**Exercise prompt**: Which lines in the data below contain the word "Component"? Copy each of them.

**The data**:
use crate::model::{ComplianceReport, ContextualComplianceReport, ValidationType};

/// Render a deterministic markdown report for a contextual validation.
pub fn render_report(report: &ContextualComplianceReport, max_examples: usize) -> String {
    let mut lines = Vec::new();

    lines.push("# Testweave Compliance Report".to_string());
    lines.push(String::new());
    lines.push("## Run summary".to_string());
    lines.push(format!("- validation_id: {}", report.validation_id));
    lines.push(format!("- records: {}", report.total_records));
    lines.push(format!(
        "- overall_compliance_score: {:.2}",
        report.overall_compliance_score
    ));
    lines.push(format!(
        "- compliant: {}",
        if report.is_compliant { "yes" } else { "no" }
    ));
    lines.push(String::new());

    lines.push("## Category scores".to_string());
    lines.push("| category | source | valid | invalid | rules | score |".to_string());
    lines.push("| --- | --- | --- | --- | --- | --- |".to_string());
    for category in report.compliance_reports() {
        push_category_row(&mut lines, category);
    }
    let consistency = &report.consistency_validation.summary;
    lines.push(format!(
        "| consistency | - | - | - | - | {:.2} |",
        consistency.consistency_score
    ));
    if let Some(flow) = &report.data_flow_validation {
        lines.push(format!(
            "| data_flow | {} nodes / {} edges | - | - | - | {:.2} |",
            flow.nodes, flow.edges, flow.consistency_score
        ));
    }
    lines.push(String::new());

    let warnings: Vec<String> = report
        .compliance_reports()
        .flat_map(|category| {
            category.details.iter().flat_map(move |detail| {
                detail.validation_warnings.iter().map(move |warning| {
                    format!(
                        "- {} record {}: {}",
                        category.validation_type, detail.record_index, warning
                    )
                })
            })
        })
        .collect();
    if !warnings.is_empty() {
        lines.push("## Warnings".to_string());
        lines.extend(warnings.into_iter().take(max_examples));
        lines.push(String::new());
    }

    let errors = top_errors(report);
    if !errors.is_empty() {
        lines.push("## Top record errors".to_string());
        lines.extend(errors.into_iter().take(max_examples));
        lines.push(String::new());
    }

    let flow_issues = report
        .data_flow_validation
        .as_ref()
        .map(|flow| flow.issues.as_slice())
        .unwrap_or_default();
    if !report.consistency_validation.inter_record_issues.is_empty() || !flow_issues.is_empty() {
        lines.push("## Cross-record issues".to_string());
        for issue in report
            .consistency_validation
            .inter_record_issues
            .iter()
            .chain(flow_issues)
        {
            lines.push(format!("- {issue}"));
        }
        lines.push(String::new());
    }

    lines.push("## Recommendations".to_string());
    lines.extend(recommendations(report));
    lines.join("\n")
}

fn push_category_row(lines: &mut Vec<String>, category: &ComplianceReport) {
    let name = match category.validation_type {
        ValidationType::BpmnCompliance => "bpmn",
        ValidationType::ApiCompliance => "api",
        ValidationType::BusinessRules => "business_rules",
        _ => "other",
    };
    lines.push(format!(
        "| {} | {} | {} | {} | {} | {:.2} |",
        name,
        category.source_id.as_deref().unwrap_or("-"),
        category.summary.valid_records,
        category.summary.invalid_records,
        category.summary.applied_rules,
        category.summary.compliance_score
    ));
}

fn top_errors(report: &ContextualComplianceReport) -> Vec<String> {
    let mut errors = Vec::new();
    for category in report.compliance_reports() {
        for detail in &category.details {
            let id = detail
                .record_id
                .as_ref()
                .map(|id| format!(" (id={id})"))
                .unwrap_or_default();
            for error in &detail.validation_errors {
                errors.push(format!(
                    "- {} record {}{}: {}",
                    category.validation_type, detail.record_index, id, error
                ));
            }
        }
    }
    for detail in &report.consistency_validation.details {
        for issue in &detail.consistency_issues {
            errors.push(format!(
                "- {} record {}: {}",
                ValidationType::DataConsistency,
                detail.record_index,
                issue
            ));
        }
    }
    errors
}

fn recommendations(report: &ContextualComplianceReport) -> Vec<String> {
    let mut lines = Vec::new();
    let invalid = |category: &Option<ComplianceReport>| {
        category
            .as_ref()
            .is_some_and(|category| category.summary.invalid_records > 0)
    };
    if invalid(&report.bpmn_validation) {
        lines.push("- fill required process fields and keep status/priority within allowed values.".to_string());
    }
    if invalid(&report.api_validation) {
        lines.push("- regenerate fields with malformed uuid, email, phone, url or datetime values.".to_string());
    }
    if invalid(&report.business_rules_validation) {
        lines.push("- align generator constraints with the failing business rules.".to_string());
    }
    let consistency = &report.consistency_validation;
    if !consistency.inter_record_issues.is_empty()
        || consistency
            .details
            .iter()
            .any(|detail| !detail.consistency_issues.is_empty())
    {
        lines.push("- deduplicate record ids and keep derived fields such as age consistent.".to_string());
    }
    if report
        .data_flow_validation
        .as_ref()
        .is_some_and(|flow| !flow.issues.is_empty())
    {
        lines.push("- break data-flow cycles and register every referenced node.".to_string());
    }
    if report
        .compliance_reports()
        .any(|category| category.details.iter().any(|detail| !detail.validation_warnings.is_empty()))
    {
        lines.push("- rewrite unsupported rule expressions in the supported grammar.".to_string());
    }
    if lines.is_empty() {
        lines.push("- no issues detected; compare scores across runs for drift.".to_string());
    }
    lines
}
use chrono::{DateTime, Utc};
use dashmap::DashMap;
use serde::{Deserialize, Serialize};

use testweave_core::GenerationRequest;

#[derive(Debug, Clone, Copy, PartialEq, Eq, Serialize, Deserialize)]
#[serde(rename_all = "SCREAMING_SNAKE_CASE")]
pub enum GenerationState {
    Started,
    Completed,
    Failed,
}

/// Progress record for one generation.
#[derive(Debug, Clone, PartialEq, Serialize, Deserialize)]
#[serde(rename_all = "camelCase")]
pub struct GenerationStatus {
    pub generation_id: String,
    pub status: GenerationState,
    pub request_id: String,
    pub data_type: String,
    pub record_count: usize,
    pub started_at: DateTime<Utc>,
    #[serde(default, skip_serializing_if = "Option::is_none")]
    pub completed_at: Option<DateTime<Utc>>,
    #[serde(default, skip_serializing_if = "Option::is_none")]
    pub message: Option<String>,
}

impl GenerationStatus {
    pub fn is_completed(&self) -> bool {
        self.status == GenerationState::Completed
    }

    pub fn is_running(&self) -> bool {
        self.status == GenerationState::Started
    }
}

/// Process-lifetime index of generation statuses; entries are never removed.
#[derive(Debug, Default)]
pub struct StatusIndex {
    statuses: DashMap<String, GenerationStatus>,
}

impl StatusIndex {
    pub fn new() -> Self {
        Self::default()
    }

    pub fn start(&self, generation_id: &str, request: &GenerationRequest) {
        self.statuses.insert(
            generation_id.to_string(),
            GenerationStatus {
                generation_id: generation_id.to_string(),
                status: GenerationState::Started,
                request_id: request.request_id.clone(),
                data_type: request.data_type.clone(),
                record_count: request.record_count,
                started_at: Utc::now(),
                completed_at: None,
                message: None,
            },
        );
    }

    pub fn complete(&self, generation_id: &str, record_count: usize, message: Option<String>) {
        self.finish(generation_id, GenerationState::Completed, Some(record_count), message);
    }

    pub fn fail(&self, generation_id: &str, message: impl Into<String>) {
        self.finish(generation_id, GenerationState::Failed, None, Some(message.into()));
    }

    pub fn get(&self, generation_id: &str) -> Option<GenerationStatus> {
        self.statuses
            .get(generation_id)
            .map(|status| status.value().clone())
    }

    pub fn len(&self) -> usize {
        self.statuses.len()
    }

    pub fn is_empty(&self) -> bool {
        self.statuses.is_empty()
    }

    pub fn running(&self) -> usize {
        self.statuses
            .iter()
            .filter(|status| status.value().is_running())
            .count()
    }

    fn finish(
        &self,
        generation_id: &str,
        state: GenerationState,
        record_count: Option<usize>,
        message: Option<String>,
    ) {
        if let Some(mut status) = self.statuses.get_mut(generation_id) {
            status.status = state;
            status.completed_at = Some(Utc::now());
            if let Some(count) = record_count {
                status.record_count = count;
            }
            if message.is_some() {
                status.message = message;
            }
        }
    }
}

#[cfg(test)]
mod tests {
    use super::*;

    #[test]
    fn completion_keeps_start_time() {
        let index = StatusIndex::new();
        let request = GenerationRequest::new("user").with_record_count(5);
        index.start("gen_1", &request);

        let started = index.get("gen_1").expect("status");
        assert!(started.is_running());
        assert_eq!(index.running(), 1);

        index.complete("gen_1", 3, None);
        let done = index.get("gen_1").expect("status");
        assert!(done.is_completed());
        assert_eq!(done.started_at, started.started_at);
        assert!(done.completed_at.is_some());
        assert_eq!(done.record_count, 3);
        assert_eq!(index.running(), 0);
    }

    #[test]
    fn failure_records_message() {
        let index = StatusIndex::new();
        index.start("gen_2", &GenerationRequest::new("order"));
        index.fail("gen_2", "Generation failed: boom");

        let status = index.get("gen_2").expect("status");
        assert_eq!(status.status, GenerationState::Failed);
        assert_eq!(status.message.as_deref(), Some("Generation failed: boom"));
        assert!(index.get("missing").is_none());
    }
}
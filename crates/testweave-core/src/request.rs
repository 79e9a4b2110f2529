use std::fmt;

use serde::{Deserialize, Serialize};
use serde_json::{Map, Value};

use crate::ids::new_id;

/// Breadth at which a generated dataset is meant to be reused.
#[derive(Debug, Clone, Copy, Default, PartialEq, Eq, Hash, Serialize, Deserialize)]
#[serde(rename_all = "SCREAMING_SNAKE_CASE")]
pub enum GenerationScope {
    #[default]
    Global,
    Project,
    Module,
    Component,
    Scenario,
    TestCase,
    Session,
}

impl GenerationScope {
    pub fn name(self) -> &'static str {
        match self {
            GenerationScope::Global => "GLOBAL",
            GenerationScope::Project => "PROJECT",
            GenerationScope::Module => "MODULE",
            GenerationScope::Component => "COMPONENT",
            GenerationScope::Scenario => "SCENARIO",
            GenerationScope::TestCase => "TEST_CASE",
            GenerationScope::Session => "SESSION",
        }
    }
}

impl fmt::Display for GenerationScope {
    fn fmt(&self, f: &mut fmt::Formatter<'_>) -> fmt::Result {
        f.write_str(self.name())
    }
}

pub const DEFAULT_RECORD_COUNT: usize = 10;
pub const DEFAULT_QUALITY_LEVEL: &str = "standard";

/// Request handed to a generation capability.
#[derive(Debug, Clone, PartialEq, Serialize, Deserialize)]
#[serde(rename_all = "camelCase")]
pub struct GenerationRequest {
    pub request_id: String,
    pub data_type: String,
    #[serde(default)]
    pub generation_scope: GenerationScope,
    #[serde(default = "default_record_count")]
    pub record_count: usize,
    #[serde(default = "default_quality_level")]
    pub quality_level: String,
    #[serde(default)]
    pub context: Map<String, Value>,
    #[serde(default)]
    pub enable_validation: bool,
    #[serde(default)]
    pub validation_rules: Vec<String>,
}

fn default_record_count() -> usize {
    DEFAULT_RECORD_COUNT
}

fn default_quality_level() -> String {
    DEFAULT_QUALITY_LEVEL.to_string()
}

impl GenerationRequest {
    pub fn new(data_type: impl Into<String>) -> Self {
        Self {
            request_id: new_id("req"),
            data_type: data_type.into(),
            generation_scope: GenerationScope::default(),
            record_count: DEFAULT_RECORD_COUNT,
            quality_level: default_quality_level(),
            context: Map::new(),
            enable_validation: false,
            validation_rules: Vec::new(),
        }
    }

    pub fn with_scope(mut self, scope: GenerationScope) -> Self {
        self.generation_scope = scope;
        self
    }

    pub fn with_record_count(mut self, record_count: usize) -> Self {
        self.record_count = record_count;
        self
    }

    pub fn with_quality_level(mut self, quality_level: impl Into<String>) -> Self {
        self.quality_level = quality_level.into();
        self
    }

    pub fn with_context_value(mut self, key: impl Into<String>, value: impl Into<Value>) -> Self {
        self.context.insert(key.into(), value.into());
        self
    }

    pub fn with_validation(mut self, rules: Vec<String>) -> Self {
        self.enable_validation = true;
        self.validation_rules = rules;
        self
    }
}

#[cfg(test)]
mod tests {
    use super::*;

    #[test]
    fn defaults_apply_when_fields_are_missing() {
        let request: GenerationRequest = serde_json::from_value(serde_json::json!({
            "requestId": "req_1",
            "dataType": "user"
        }))
        .expect("parse request");
        assert_eq!(request.generation_scope, GenerationScope::Global);
        assert_eq!(request.record_count, 10);
        assert_eq!(request.quality_level, "standard");
        assert!(!request.enable_validation);
    }

    #[test]
    fn builder_sets_fields() {
        let request = GenerationRequest::new("order")
            .with_scope(GenerationScope::TestCase)
            .with_record_count(3)
            .with_context_value("userId", "u-1")
            .with_validation(vec!["not_null".to_string()]);
        assert!(request.request_id.starts_with("req_"));
        assert_eq!(request.generation_scope.name(), "TEST_CASE");
        assert_eq!(request.record_count, 3);
        assert_eq!(request.context["userId"], "u-1");
        assert!(request.enable_validation);
    }
}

**Your solution**:
    Component,
            GenerationScope::Component => "COMPONENT",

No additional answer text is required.